Но конец ведь еще и смерть, замечает Деррида [392]. То, что стало столь модным в современной философии и в чем обвиняют преимущественно деконструкцию, хотя и безосновательно (сюда следует отнести Гегеля, Маркса, Ницше и Хайдеггера прежде всего), — это похороны философии, необходимо влекущие за собой появление призраков. Призраки Маркса здесь одни из многих потусторонних видений, но что делает их особенными для нашей эпохи погребений и оплакивания, так это не только то, что именно они во многом ее инициировали, но также и то, что они привили ей мессианистический тон конца, приучили культуру к мысли и предощущению катастрофы, сделали фразу Шекспира о времени, которое сошло со своего круга, культурной реалией нашего существования. Начало новому мироощущению, согласно Деррида, было положено толкованием социального строя, существовавшего в середине XIX века, как строя неистинного и потому несуществующего. Не вполне законный оборот гегелевской диалектики: «все существующее/действительное разумно, все разумное существует/действительно» привел к Марксову: «неразумное не существует, точнее, его существование неистинно и потому может и должно быть прекращено».
Это своеобразное разрешение, полученное (хотя и без достаточных оснований) со стороны философа, которого Маркс ценил больше всего и которого подверг, тем не менее, радикальной критике н трансформации, определило меру решительности и размах самого проекта уничтожения целого общества, проекта, равного которому, Деррида заявляет недвусмысленно, история человечества не знала. В «Призраках» он говорит о том [393], что этот проект вовлек в свои тенета практически всех живших, живущих и тех, кто еще родится, на многие поколения вперед.

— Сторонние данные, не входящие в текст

//! The C ABI surface: process-wide binding and the replacement functions.
//!
//! The interception backend redirects the runtime's calls to the `extern "C"` functions in
//! this module. Each of them finds the bound [`Shim`], fetches the original implementation
//! from its intercept registry and routes the call through the matching forwarder.
//!
//! # Calling Convention
//!
//! Replacements for dispatch-table slots receive the object pointer as an explicit first
//! argument. On 64-bit Windows and on System V targets member functions use the platform's C
//! calling convention with `this` as the first argument, which is what these signatures
//! describe.
//!
//! # Failure Behavior
//!
//! If no shim is bound, or an intercept has no recorded original, the replacement logs an
//! error and returns a neutral value (null instance, [`CompositorError::REQUEST_FAILED`], or
//! nothing).
//!
//! # Examples
//!
//! ```rust,ignore
//! use std::sync::Arc;
//! use vrshim::{ffi, Shim};
//!
//! ffi::bind(Shim::new(backend, probe, Arc::new(Supersampler::new(1.5))))?;
//!
//! // Call on every module load until the runtime shows up.
//! ffi::install()?;
//!
//! // `IVRClientCore::Cleanup` removes the factory intercept as well, but the runtime module
//! // usually stays loaded. Install again before the host starts its next session.
//! ffi::install()?;
//! ```

use std::{
    ffi::{c_char, c_void, CStr},
    mem, ptr,
    sync::OnceLock,
};

use tracing::error;

use crate::{
    forward::{
        forward_size_query, forward_submit, CompositorError, Eye, SubmitCall, SubmitFlags,
        Texture, TextureBounds, TextureType,
    },
    runtime::{FnAddr, InstanceHandle, InterceptId},
    shim::{InstallOutcome, Shim},
    Error, Result,
};

type FactoryFn = unsafe extern "C" fn(*const c_char, *mut i32) -> *mut c_void;
type GetGenericInterfaceFn =
    unsafe extern "C" fn(*mut c_void, *const c_char, *mut i32) -> *mut c_void;
type CleanupFn = unsafe extern "C" fn(*mut c_void);
type SubmitCurrentFn = unsafe extern "C" fn(
    *mut c_void,
    Eye,
    *const Texture,
    *const TextureBounds,
    u32,
) -> CompositorError;
type SubmitTypedFn = unsafe extern "C" fn(
    *mut c_void,
    Eye,
    TextureType,
    *mut c_void,
    *const TextureBounds,
    u32,
) -> CompositorError;
type SubmitLegacyFn = unsafe extern "C" fn(
    *mut c_void,
    Eye,
    TextureType,
    *mut c_void,
    *const TextureBounds,
) -> CompositorError;
type RenderTargetSizeFn = unsafe extern "C" fn(*mut c_void, *mut u32, *mut u32);

static SHIM: OnceLock<Shim> = OnceLock::new();

/// Binds `shim` as the process-wide context the replacement functions route into.
///
/// # Errors
///
/// Returns [`Error::AlreadyBound`] if a context is already bound. A process has exactly one
/// binding for its lifetime.
pub fn bind(shim: Shim) -> Result<&'static Shim> {
    SHIM.set(shim).map_err(|_| Error::AlreadyBound)?;
    bound().ok_or(Error::NotBound)
}

/// Returns the bound context, if any.
#[must_use]
pub fn bound() -> Option<&'static Shim> {
    SHIM.get()
}

/// Runs [`Shim::install`] on the bound context.
///
/// # Errors
///
/// Returns [`Error::NotBound`] before [`bind`], otherwise whatever [`Shim::install`] returns.
pub fn install() -> Result<InstallOutcome> {
    bound().ok_or(Error::NotBound)?.install()
}

/// Requests the `IVRSystem` interface from the retained core client.
///
/// The request goes through the intercepted `GetGenericInterface` path, so a system instance
/// obtained this way is registered like any other. The interface name comes from
/// [`crate::ShimConfig::system_interface`].
///
/// # Returns
///
/// `None` if no context is bound, no core client has been retained in this load cycle, or
/// the runtime returned no instance.
#[must_use]
pub fn system_interface() -> Option<InstanceHandle> {
    let shim = bound()?;
    let core = shim.core_client()?;
    let mut init_error = 0i32;

    // The core client stays valid until its cleanup call, which also clears the handle.
    let instance = unsafe {
        get_generic_interface(
            core.as_ptr(),
            shim.config().system_interface.as_ptr(),
            &mut init_error,
        )
    };
    InstanceHandle::new(instance)
}

/// Returns the address of the replacement function for `id`.
#[must_use]
pub fn replacement_address(id: InterceptId) -> FnAddr {
    let function = match id {
        InterceptId::ClientCoreFactory => client_core_factory as FactoryFn as usize,
        InterceptId::GetGenericInterface => {
            get_generic_interface as GetGenericInterfaceFn as usize
        }
        InterceptId::Cleanup => cleanup as CleanupFn as usize,
        InterceptId::SubmitCurrent => submit_current as SubmitCurrentFn as usize,
        InterceptId::SubmitTyped => submit_typed as SubmitTypedFn as usize,
        InterceptId::SubmitLegacy => submit_legacy as SubmitLegacyFn as usize,
        InterceptId::RecommendedRenderTargetSize => {
            recommended_render_target_size as RenderTargetSizeFn as usize
        }
    };
    FnAddr::new(function)
}

/// Looks up the bound context and the original implementation behind `id`.
///
/// # Safety
///
/// `F` must be the function pointer type matching the signature of `id`.
unsafe fn route<F: Copy>(id: InterceptId) -> Option<(&'static Shim, F)> {
    const { assert!(mem::size_of::<F>() == mem::size_of::<usize>()) };

    let Some(shim) = bound() else {
        error!(intercept = %id, "intercepted call without a bound shim");
        return None;
    };
    let Some(original) = shim.original(id).filter(|addr| !addr.is_null()) else {
        error!(intercept = %id, "intercepted call without a recorded original");
        return None;
    };

    Some((shim, unsafe { mem::transmute_copy::<usize, F>(&original.addr()) }))
}

/// Replacement for the module export `VRClientCoreFactory`.
///
/// # Safety
///
/// Called by the host with the arguments of the original export.
pub unsafe extern "C" fn client_core_factory(
    name: *const c_char,
    return_code: *mut i32,
) -> *mut c_void {
    let Some((shim, original)) = (unsafe { route::<FactoryFn>(InterceptId::ClientCoreFactory) })
    else {
        return ptr::null_mut();
    };
    if name.is_null() {
        return unsafe { original(name, return_code) };
    }

    let interface = unsafe { CStr::from_ptr(name) };
    shim.intercept_factory(interface, || unsafe { original(name, return_code) })
}

/// Replacement for `IVRClientCore::GetGenericInterface`.
///
/// # Safety
///
/// Called by the host with the arguments of the original method.
pub unsafe extern "C" fn get_generic_interface(
    this: *mut c_void,
    name: *const c_char,
    init_error: *mut i32,
) -> *mut c_void {
    let Some((shim, original)) =
        (unsafe { route::<GetGenericInterfaceFn>(InterceptId::GetGenericInterface) })
    else {
        return ptr::null_mut();
    };
    if name.is_null() {
        return unsafe { original(this, name, init_error) };
    }

    let interface = unsafe { CStr::from_ptr(name) };
    shim.intercept_factory(interface, || unsafe { original(this, name, init_error) })
}

/// Replacement for `IVRClientCore::Cleanup`.
///
/// # Safety
///
/// Called by the host with the arguments of the original method.
pub unsafe extern "C" fn cleanup(this: *mut c_void) {
    let Some(shim) = bound() else {
        error!(intercept = %InterceptId::Cleanup, "intercepted call without a bound shim");
        return;
    };
    let original = unsafe { route::<CleanupFn>(InterceptId::Cleanup) }.map(|(_, f)| f);

    shim.on_cleanup(|| {
        if let Some(original) = original {
            unsafe { original(this) }
        }
    });
}

/// Replacement for `IVRCompositor::Submit`, revision 9 and later.
///
/// # Safety
///
/// Called by the host with the arguments of the original method.
pub unsafe extern "C" fn submit_current(
    this: *mut c_void,
    eye: Eye,
    texture: *const Texture,
    bounds: *const TextureBounds,
    flags: u32,
) -> CompositorError {
    let Some((shim, original)) =
        (unsafe { route::<SubmitCurrentFn>(InterceptId::SubmitCurrent) })
    else {
        return CompositorError::REQUEST_FAILED;
    };

    let call = SubmitCall::Current {
        eye,
        texture,
        bounds,
        flags: SubmitFlags::from_bits_retain(flags),
    };
    let forward = |outgoing: SubmitCall| match outgoing {
        SubmitCall::Current {
            eye,
            texture,
            bounds,
            flags,
        } => unsafe { original(this, eye, texture, bounds, flags.bits()) },
        _ => unreachable!("denormalize keeps the call shape"),
    };

    unsafe { forward_submit(shim.observer(), call, forward) }
}

/// Replacement for `IVRCompositor::Submit`, revision 8.
///
/// # Safety
///
/// Called by the host with the arguments of the original method.
pub unsafe extern "C" fn submit_typed(
    this: *mut c_void,
    eye: Eye,
    texture_type: TextureType,
    handle: *mut c_void,
    bounds: *const TextureBounds,
    flags: u32,
) -> CompositorError {
    let Some((shim, original)) = (unsafe { route::<SubmitTypedFn>(InterceptId::SubmitTyped) })
    else {
        return CompositorError::REQUEST_FAILED;
    };

    let call = SubmitCall::Typed {
        eye,
        texture_type,
        handle,
        bounds,
        flags: SubmitFlags::from_bits_retain(flags),
    };
    let forward = |outgoing: SubmitCall| match outgoing {
        SubmitCall::Typed {
            eye,
            texture_type,
            handle,
            bounds,
            flags,
        } => unsafe { original(this, eye, texture_type, handle, bounds, flags.bits()) },
        _ => unreachable!("denormalize keeps the call shape"),
    };

    unsafe { forward_submit(shim.observer(), call, forward) }
}

/// Replacement for `IVRCompositor::Submit`, revision 7.
///
/// # Safety
///
/// Called by the host with the arguments of the original method.
pub unsafe extern "C" fn submit_legacy(
    this: *mut c_void,
    eye: Eye,
    texture_type: TextureType,
    handle: *mut c_void,
    bounds: *const TextureBounds,
) -> CompositorError {
    let Some((shim, original)) = (unsafe { route::<SubmitLegacyFn>(InterceptId::SubmitLegacy) })
    else {
        return CompositorError::REQUEST_FAILED;
    };

    let call = SubmitCall::Legacy {
        eye,
        texture_type,
        handle,
        bounds,
    };
    let forward = |outgoing: SubmitCall| match outgoing {
        SubmitCall::Legacy {
            eye,
            texture_type,
            handle,
            bounds,
        } => unsafe { original(this, eye, texture_type, handle, bounds) },
        _ => unreachable!("denormalize keeps the call shape"),
    };

    unsafe { forward_submit(shim.observer(), call, forward) }
}

/// Replacement for `IVRSystem::GetRecommendedRenderTargetSize`.
///
/// # Safety
///
/// Called by the host with the arguments of the original method.
pub unsafe extern "C" fn recommended_render_target_size(
    this: *mut c_void,
    width: *mut u32,
    height: *mut u32,
) {
    let Some((shim, original)) =
        (unsafe { route::<RenderTargetSizeFn>(InterceptId::RecommendedRenderTargetSize) })
    else {
        return;
    };

    if ptr::eq(width, height) {
        // Aliased outputs cannot be handed out as two exclusive references.
        return unsafe { original(this, width, height) };
    }

    let (w, h) = unsafe { (width.as_mut(), height.as_mut()) };
    forward_size_query(shim.observer(), w, h, |w, h| {
        let w = w.map_or(ptr::null_mut(), |w| w as *mut u32);
        let h = h.map_or(ptr::null_mut(), |h| h as *mut u32);
        unsafe { original(this, w, h) }
    });
}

Чем же был этот проект с позиции спектрологии? Парадоксальным образом (парадоксальным как раз потому, что марксизм был едва ли не единственной философией, открыто заявлявшей о своей приверженности материализму, ориентации весьма невыигрышной и по сути тупиковой в философском плане) весь этот проект разворачивался в сфере духов, призраков, видений и кошмаров (это последние — на стадии его исторической реализации). И хотя проект этот начинался как путешествие призрака («Призрак бродит по Европе, призрак коммунизма»), он был призван осуществить первый, по–настоящему действенный философский проект в истории западной культуры. 11–й тезис о Фейербахе заявляет об этом с полной очевидностью («Философы только объясняли мир, изменить его — вот в чем задача философии»).

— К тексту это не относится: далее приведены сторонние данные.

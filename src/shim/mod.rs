//! The shim context: discovery, registration and teardown of intercepts.
//!
//! A [`Shim`] owns everything one process needs to follow the target runtime through a load
//! cycle: the [`ProcessWideState`] behind a mutex, the [`InterceptRegistry`] with the original
//! implementation of every installed call, the slot policy and the external capabilities.
//!
//! # Architecture
//!
//! The context is driven from three directions:
//!
//! - [`Shim::install`] (lifecycle) looks for the target module and intercepts its interface
//!   factory export
//! - [`Shim::intercept_factory`] (entry point) observes every interface the host requests and
//!   hands it to [`Shim::on_interface_resolved`] (registrar), which installs the per-family
//!   call intercepts
//! - [`Shim::on_cleanup`] (lifecycle) removes everything once the runtime shuts down
//!
//! The context itself is ABI-agnostic. [`crate::ffi`] binds one instance to the process and
//! provides the `extern "C"` replacements that route into it.
//!
//! # Thread Safety
//!
//! [`Shim`] is `Send + Sync`. Registrar and lifecycle transitions serialize on the state
//! mutex; forwarders only touch the lock-free registry.

mod entry;
mod lifecycle;
mod registrar;
mod state;

use std::sync::{Arc, Mutex};

use tracing::{debug, info};

pub use lifecycle::InstallOutcome;
pub use registrar::Registration;
pub use state::ProcessWideState;

use crate::{
    config::ShimConfig,
    forward::CallObserver,
    interface::{CallSite, InterfaceFamily, SlotTable},
    runtime::{
        FnAddr, InstanceHandle, InterceptBackend, InterceptId, InterceptLocation, InterceptRecord,
        InterceptRegistry, ModuleHandle, ModuleProbe, Replacement,
    },
    Error, Result,
};

/// The interception context for one process.
///
/// # Examples
///
/// ```rust,ignore
/// use std::sync::Arc;
/// use vrshim::{ffi, forward::NoopObserver, Shim};
///
/// // `DetourBackend` and `LoaderProbe` wrap the platform's patching and loader APIs.
/// let shim = Shim::new(DetourBackend::new(), LoaderProbe, Arc::new(NoopObserver));
/// ffi::bind(shim)?;
/// ffi::install()?;
/// ```
pub struct Shim {
    state: Mutex<ProcessWideState>,
    intercepts: InterceptRegistry,
    backend: Box<dyn InterceptBackend>,
    probe: Box<dyn ModuleProbe>,
    observer: Arc<dyn CallObserver>,
    config: ShimConfig,
    slots: SlotTable,
}

impl Shim {
    /// Creates a context with the default configuration and the built-in slot table.
    ///
    /// # Arguments
    ///
    /// * `backend` - Installs and removes intercepts
    /// * `probe` - Reports the modules loaded in the process
    /// * `observer` - Receives the data of intercepted calls
    #[must_use]
    pub fn new(
        backend: impl InterceptBackend + 'static,
        probe: impl ModuleProbe + 'static,
        observer: Arc<dyn CallObserver>,
    ) -> Self {
        Self {
            state: Mutex::new(ProcessWideState::new()),
            intercepts: InterceptRegistry::new(),
            backend: Box::new(backend),
            probe: Box::new(probe),
            observer,
            config: ShimConfig::default(),
            slots: SlotTable::builtin(),
        }
    }

    /// Replaces the configuration.
    #[must_use]
    pub fn with_config(mut self, config: ShimConfig) -> Self {
        self.config = config;
        self
    }

    /// Replaces the revision to slot policy, e.g. to describe a runtime revision this crate
    /// does not know yet.
    ///
    /// # Arguments
    ///
    /// * `slots` - The policy table used by the registrar
    ///
    /// # Returns
    ///
    /// Returns `self` for method chaining.
    #[must_use]
    pub fn with_slot_table(mut self, slots: SlotTable) -> Self {
        self.slots = slots;
        self
    }

    /// Returns the configuration.
    #[must_use]
    pub fn config(&self) -> &ShimConfig {
        &self.config
    }

    /// Returns the revision to slot policy.
    #[must_use]
    pub fn slot_table(&self) -> &SlotTable {
        &self.slots
    }

    /// Returns the side-effect collaborator.
    #[must_use]
    pub fn observer(&self) -> &dyn CallObserver {
        self.observer.as_ref()
    }

    /// Returns the records of all installed intercepts.
    #[must_use]
    pub fn intercepts(&self) -> &InterceptRegistry {
        &self.intercepts
    }

    /// Returns the original implementation behind an installed intercept.
    ///
    /// This is the address the backend returned when the intercept was installed. While an
    /// install is still in progress the patch can already be live without a record, in which
    /// case the backend is asked directly. `None` if the intercept is not installed.
    #[must_use]
    pub fn original(&self, id: InterceptId) -> Option<FnAddr> {
        self.intercepts
            .original(id)
            .or_else(|| self.backend.original(Replacement::of(id)))
    }

    /// Returns the retained core-client instance, if any.
    #[must_use]
    pub fn core_client(&self) -> Option<InstanceHandle> {
        lock!(self.state).core_client
    }

    /// Returns a copy of the current process-wide state.
    #[must_use]
    pub fn state(&self) -> ProcessWideState {
        lock!(self.state).clone()
    }

    /// Returns `true` while the factory export of the target module is intercepted.
    #[must_use]
    pub fn is_installed(&self) -> bool {
        lock!(self.state).module_intercept_installed
    }

    fn install_failed(id: InterceptId, label: &str, error: Error) -> Error {
        match error {
            Error::InstallFailed { .. } => error,
            other => Error::InstallFailed {
                id,
                label: label.to_string(),
                reason: other.to_string(),
            },
        }
    }

    fn install_export_intercept(&self, module: ModuleHandle) -> Result<()> {
        let id = InterceptId::ClientCoreFactory;
        let export = self.config.factory_export.as_str();

        let original = self
            .backend
            .install_export(export, module, Replacement::of(id))
            .map_err(|e| Self::install_failed(id, export, e))?;

        self.intercepts.insert(InterceptRecord {
            id,
            label: export.to_string(),
            location: InterceptLocation::Export { module },
            original,
        });
        info!(export, ?original, "intercepted interface factory export");
        Ok(())
    }

    fn install_slot_intercept(&self, site: &CallSite, instance: InstanceHandle) -> Result<()> {
        let original = self
            .backend
            .install_slot(
                &site.label,
                instance,
                site.slot,
                Replacement::of(site.intercept),
            )
            .map_err(|e| Self::install_failed(site.intercept, &site.label, e))?;

        self.intercepts.insert(InterceptRecord {
            id: site.intercept,
            label: site.label.clone(),
            location: InterceptLocation::Slot {
                instance,
                slot: site.slot,
            },
            original,
        });
        info!(
            call = %site.label,
            slot = site.slot,
            intercept = %site.intercept,
            ?instance,
            "intercepted dispatch slot"
        );
        Ok(())
    }

    /// Installs every call site of one family on `instance`.
    ///
    /// On failure, whatever was already installed for the family is removed again so that a
    /// family is never left half-intercepted.
    fn install_call_sites(
        &self,
        family: InterfaceFamily,
        sites: &[CallSite],
        instance: InstanceHandle,
    ) -> Result<()> {
        for site in sites {
            if let Err(e) = self.install_slot_intercept(site, instance) {
                self.remove_family_intercepts(family);
                return Err(e);
            }
        }
        Ok(())
    }

    /// Unpatches `id`, then forgets its record. The record outlives the patch so that calls
    /// arriving during removal still reach the original.
    fn remove_intercept(&self, id: InterceptId) {
        if !self.intercepts.contains(id) {
            return;
        }
        self.backend.remove(Replacement::of(id));
        if let Some(record) = self.intercepts.remove(id) {
            debug!(intercept = %id, label = %record.label, "removed intercept");
        }
    }

    fn remove_family_intercepts(&self, family: InterfaceFamily) {
        for id in self.intercepts.ids() {
            if id.family() == Some(family) {
                self.remove_intercept(id);
            }
        }
    }

    fn remove_all_intercepts(&self) {
        for id in self.intercepts.ids() {
            self.remove_intercept(id);
        }
    }
}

Менять, однако, предстояло то, что никак, с точки зрения самого же Маркса, нельзя было признать реальным, истинным существованием, — химерическое общество, иллюзорное бытование огромного множества призраков, основной из которых — деньги задавал тон всей этой фантасмагории. Взамен этого видения существования предлагалась утопия, построенная средствами разума (великого обманщика, по словам Ницше). Разум здесь показал себя настоящим духом, пожалуй, впервые в истории западной цивилизации продемонстрировавшим свои сущность и предназначение, состоящие в создании грандиозной иллюзии существования в модусе настоящего времени и в пространстве физического мира. И хотя Маркс свято верил в возможность водораздела, абсолютной черты между химерами прошлого, капиталистического общества, и реальным существованием нового, коммунистического общества, верил в революцию, он оставался весьма амбивалентным в оценке сроков ее реализации, равно как и самой ее возможности.

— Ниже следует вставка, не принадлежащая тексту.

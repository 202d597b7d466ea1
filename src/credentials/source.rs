//! Read-only credential sources.

use std::collections::HashMap;
use std::sync::Arc;

/// Read-only lookup of credential values by name.
///
/// The controller reads credentials only through this trait, so tests can
/// supply a fixed snapshot instead of mutating the process environment.
pub trait CredentialSource: Send + Sync {
    /// Value for `name`, or `None` when unset.
    fn get(&self, name: &str) -> Option<String>;

    /// Get the name of this source.
    fn name(&self) -> &str;
}

impl<T: CredentialSource + ?Sized> CredentialSource for Arc<T> {
    fn get(&self, name: &str) -> Option<String> {
        (**self).get(name)
    }
    fn name(&self) -> &str {
        (**self).name()
    }
}

impl<T: CredentialSource + ?Sized> CredentialSource for Box<T> {
    fn get(&self, name: &str) -> Option<String> {
        (**self).get(name)
    }
    fn name(&self) -> &str {
        (**self).name()
    }
}

/// Credentials from the process environment.
#[derive(Debug, Clone, Copy, Default)]
pub struct EnvCredentialSource;

impl CredentialSource for EnvCredentialSource {
    fn get(&self, name: &str) -> Option<String> {
        std::env::var(name).ok()
    }

    fn name(&self) -> &str {
        "env"
    }
}

/// Credentials from an in-memory map.
#[derive(Debug, Clone, Default)]
pub struct MemoryCredentialSource {
    values: HashMap<String, String>,
}

impl MemoryCredentialSource {
    pub fn new() -> Self {
        Self::default()
    }

    /// Builder-style insert.
    pub fn with(mut self, name: impl Into<String>, value: impl Into<String>) -> Self {
        self.values.insert(name.into(), value.into());
        self
    }

    pub fn insert(&mut self, name: impl Into<String>, value: impl Into<String>) {
        self.values.insert(name.into(), value.into());
    }
}

impl CredentialSource for MemoryCredentialSource {
    fn get(&self, name: &str) -> Option<String> {
        self.values.get(name).cloned()
    }

    fn name(&self) -> &str {
        "memory"
    }
}

#[cfg(test)]
mod tests {
    use super::*;

    #[test]
    fn test_memory_source_lookup() {
        let mut source = MemoryCredentialSource::new().with("A", "1");
        source.insert("B", "2");
        assert_eq!(source.get("A").as_deref(), Some("1"));
        assert_eq!(source.get("B").as_deref(), Some("2"));
        assert!(source.get("C").is_none());
        assert_eq!(source.name(), "memory");
    }

    #[test]
    fn test_env_source_reads_process_env() {
        // SAFETY: the variable name is unique to this test.
        unsafe { std::env::set_var("OAUTH_GUARD_TEST_ENV_SOURCE", "value"); }
        let source = EnvCredentialSource;
        assert_eq!(source.get("OAUTH_GUARD_TEST_ENV_SOURCE").as_deref(), Some("value"));
        assert!(source.get("OAUTH_GUARD_TEST_ENV_SOURCE_UNSET").is_none());
        unsafe { std::env::remove_var("OAUTH_GUARD_TEST_ENV_SOURCE"); }
    }

    #[test]
    fn test_boxed_source_delegates() {
        let source: Box<dyn CredentialSource> = Box::new(MemoryCredentialSource::new().with("K", "v"));
        assert_eq!(source.get("K").as_deref(), Some("v"));
        assert_eq!(source.name(), "memory");
    }
}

Таким образом, замечает Деррида [394], коммунизм не только начинался как призрак, но по сути таковым и остался. «Коммунизм всегда был и остается призрачным, он все еще наступает, он всегда в будущем». «Призрак, о котором говорил Маркс тогда, в «Манифесте», не имел реального бытования, не бытийствовал. Он еще не наступил. Но он никогда и не наступит. Ибо у призрака нет и не может быть реального бытия, Dasein. Нет у него и смерти — призрак никогда не умирает, ибо он всегда возвращается к живым».
Коммунизм был призраком, боявшимся самого себя, как мертвеца, тянувшего за собой живых, фантома, пытавшегося вести их к достижению невозможного идеала, к реализации невероятной утопии, к абсолютной жизни, которая как таковая может быть только абсолютной смертью. В этом — отсутствии жизни — была одна из самых глубоких его тайн. Мертвящее дыхание безжизненного идеала приводило к невероятным, невиданным в истории человечества пароксизмам смерти, к истреблению огромного количества людей, пусть даже из–за пароксизмов страха, навеваемого им.